Task directions:
Filter these entries, keeping only lines that hold the word "const".

Saved entries:

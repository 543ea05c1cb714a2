//! Store implementations: a plain in-memory store and the write-back overlay used for
//! cache contexts.
#![cfg_attr(not(test), warn(unused_crate_dependencies))]

mod in_memory_store;
mod overlay;

pub use database_interface::{self as interface, EmptyStore, Store, StoreErrorMarker};
pub use in_memory_store::InMemoryStore;
pub use overlay::{CacheStore, StoreOverlay};
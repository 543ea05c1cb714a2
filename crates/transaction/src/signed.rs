use crate::{
    error::SigningError, AccessListTx, DecodeError, DynamicFeeTx, LegacyTx, RecoveryError,
    TxData, TxType,
};
use alloy_primitives::Signature;
use alloy_rlp::{BufMut, Decodable, Encodable, Header};
use k256::ecdsa::SigningKey;
use primitives::{keccak256, Address, B256, SECP256K1N_HALF, U256};

/// A transaction payload with its signature and cached hash.
#[derive(Clone, Debug, PartialEq, Eq)]
pub struct SignedTransaction {
    tx: TxData,
    signature: Signature,
    hash: B256,
}

impl SignedTransaction {
    /// Pairs a payload with its signature.
    pub fn new(tx: TxData, signature: Signature) -> Self {
        let mut signed = Self {
            tx,
            signature,
            hash: B256::ZERO,
        };
        signed.hash = keccak256(signed.encoded_2718());
        signed
    }

    /// Signs `tx` with `key`.
    pub fn sign(tx: TxData, key: &SigningKey) -> Result<Self, RecoveryError> {
        let prehash = tx.signature_hash();
        let (signature, recovery_id) = key
            .sign_prehash_recoverable(prehash.as_slice())
            .map_err(|err| RecoveryError::Signing(SigningError(err)))?;
        let bytes = signature.to_bytes();
        let signature = Signature::new(
            U256::from_be_slice(&bytes[..32]),
            U256::from_be_slice(&bytes[32..]),
            recovery_id.is_y_odd(),
        );
        Ok(Self::new(tx, signature))
    }

    /// Address controlled by `key`.
    pub fn address_of(key: &SigningKey) -> Address {
        Address::from_private_key(key)
    }

    /// Unsigned payload.
    pub const fn tx(&self) -> &TxData {
        &self.tx
    }

    /// Signature.
    pub const fn signature(&self) -> &Signature {
        &self.signature
    }

    /// Transaction hash: keccak256 of the EIP-2718 encoding.
    pub const fn hash(&self) -> B256 {
        self.hash
    }

    /// Splits into payload and signature.
    pub fn into_parts(self) -> (TxData, Signature) {
        (self.tx, self.signature)
    }

    /// Legacy `v`: `27 + parity`, or `35 + 2 * chain_id + parity` when a chain id is set.
    ///
    /// A zero chain id keeps the `35 + parity` form it was decoded from, although its
    /// signature hash is the unprotected one.
    fn legacy_v(&self, tx: &LegacyTx) -> u64 {
        let parity = self.signature.v() as u64;
        match tx.chain_id {
            Some(id) => id.saturating_mul(2).saturating_add(35 + parity),
            None => 27 + parity,
        }
    }

    fn signature_len(&self) -> usize {
        self.signature.r().length() + self.signature.s().length()
    }

    fn encode_signature(&self, out: &mut dyn BufMut) {
        self.signature.r().encode(out);
        self.signature.s().encode(out);
    }

    /// Appends the EIP-2718 encoding: a bare RLP list for legacy transactions,
    /// `type || rlp(fields ++ signature)` otherwise.
    pub fn encode_2718(&self, out: &mut dyn BufMut) {
        match &self.tx {
            TxData::Legacy(tx) => {
                let v = self.legacy_v(tx);
                Header {
                    list: true,
                    payload_length: tx.fields_len() + v.length() + self.signature_len(),
                }
                .encode(out);
                tx.encode_fields(out);
                v.encode(out);
            }
            TxData::AccessList(tx) => {
                out.put_u8(TxType::Eip2930 as u8);
                Header {
                    list: true,
                    payload_length: tx.fields_len() + 1 + self.signature_len(),
                }
                .encode(out);
                tx.encode_fields(out);
                self.signature.v().encode(out);
            }
            TxData::DynamicFee(tx) => {
                out.put_u8(TxType::Eip1559 as u8);
                Header {
                    list: true,
                    payload_length: tx.fields_len() + 1 + self.signature_len(),
                }
                .encode(out);
                tx.encode_fields(out);
                self.signature.v().encode(out);
            }
        }
        self.encode_signature(out);
    }

    /// EIP-2718 encoding as a byte vector.
    pub fn encoded_2718(&self) -> Vec<u8> {
        let mut out = Vec::new();
        self.encode_2718(&mut out);
        out
    }

    /// Decodes an EIP-2718 encoded transaction. The whole input must be consumed.
    pub fn decode_2718(bytes: &[u8]) -> Result<Self, DecodeError> {
        let first = *bytes.first().ok_or(DecodeError::Empty)?;
        let mut buf = bytes;
        let (tx, signature) = if first >= alloy_rlp::EMPTY_LIST_CODE {
            decode_legacy(&mut buf)?
        } else {
            let tx_type = TxType::try_from(first)?;
            buf = &buf[1..];
            match tx_type {
                TxType::Eip2930 => {
                    let (tx, signature) = decode_typed(&mut buf, AccessListTx::decode_fields)?;
                    (TxData::AccessList(tx), signature)
                }
                TxType::Eip1559 => {
                    let (tx, signature) = decode_typed(&mut buf, DynamicFeeTx::decode_fields)?;
                    (TxData::DynamicFee(tx), signature)
                }
                TxType::Legacy => return Err(DecodeError::UnsupportedType(first)),
            }
        };
        if !buf.is_empty() {
            return Err(DecodeError::TrailingBytes(buf.len()));
        }
        Ok(Self {
            tx,
            signature,
            hash: keccak256(bytes),
        })
    }

    /// Recovers the sender address.
    ///
    /// Signatures with a high `s` are rejected. A legacy transaction with a zero chain id
    /// is recovered as unprotected.
    pub fn recover_signer(&self) -> Result<Address, RecoveryError> {
        let (r, s) = (self.signature.r(), self.signature.s());
        if r.is_zero() || s.is_zero() {
            return Err(RecoveryError::ZeroRS);
        }
        if s > SECP256K1N_HALF {
            return Err(RecoveryError::HighS);
        }
        Ok(self
            .signature
            .recover_address_from_prehash(&self.tx.signature_hash())?)
    }
}

/// Checks that a list body consumed exactly the length its header announced.
fn check_consumed(header: &Header, started: usize, remaining: usize) -> alloy_rlp::Result<()> {
    let consumed = started - remaining;
    if consumed != header.payload_length {
        return Err(alloy_rlp::Error::ListLengthMismatch {
            expected: header.payload_length,
            got: consumed,
        });
    }
    Ok(())
}

fn decode_list_header(buf: &mut &[u8]) -> alloy_rlp::Result<Header> {
    let header = Header::decode(buf)?;
    if !header.list {
        return Err(alloy_rlp::Error::UnexpectedString);
    }
    if buf.len() < header.payload_length {
        return Err(alloy_rlp::Error::InputTooShort);
    }
    Ok(header)
}

fn decode_legacy(buf: &mut &[u8]) -> Result<(TxData, Signature), DecodeError> {
    let header = decode_list_header(buf)?;
    let started = buf.len();
    let mut tx = LegacyTx::decode_fields(buf)?;
    let v = u64::decode(buf)?;
    let r = U256::decode(buf)?;
    let s = U256::decode(buf)?;
    check_consumed(&header, started, buf.len())?;

    let (parity, chain_id) = match v {
        27 | 28 => (v == 28, None),
        v if v >= 35 => ((v - 35) % 2 == 1, Some((v - 35) / 2)),
        v => return Err(DecodeError::InvalidV(v)),
    };
    tx.chain_id = chain_id;
    Ok((TxData::Legacy(tx), Signature::new(r, s, parity)))
}

fn decode_typed<T>(
    buf: &mut &[u8],
    decode_fields: fn(&mut &[u8]) -> alloy_rlp::Result<T>,
) -> Result<(T, Signature), DecodeError> {
    let header = decode_list_header(buf)?;
    let started = buf.len();
    let tx = decode_fields(buf)?;
    let parity = bool::decode(buf)?;
    let r = U256::decode(buf)?;
    let s = U256::decode(buf)?;
    check_consumed(&header, started, buf.len())?;
    Ok((tx, Signature::new(r, s, parity)))
}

Answer to the exercise:
    pub const fn tx(&self) -> &TxData {
    pub const fn signature(&self) -> &Signature {
    pub const fn hash(&self) -> B256 {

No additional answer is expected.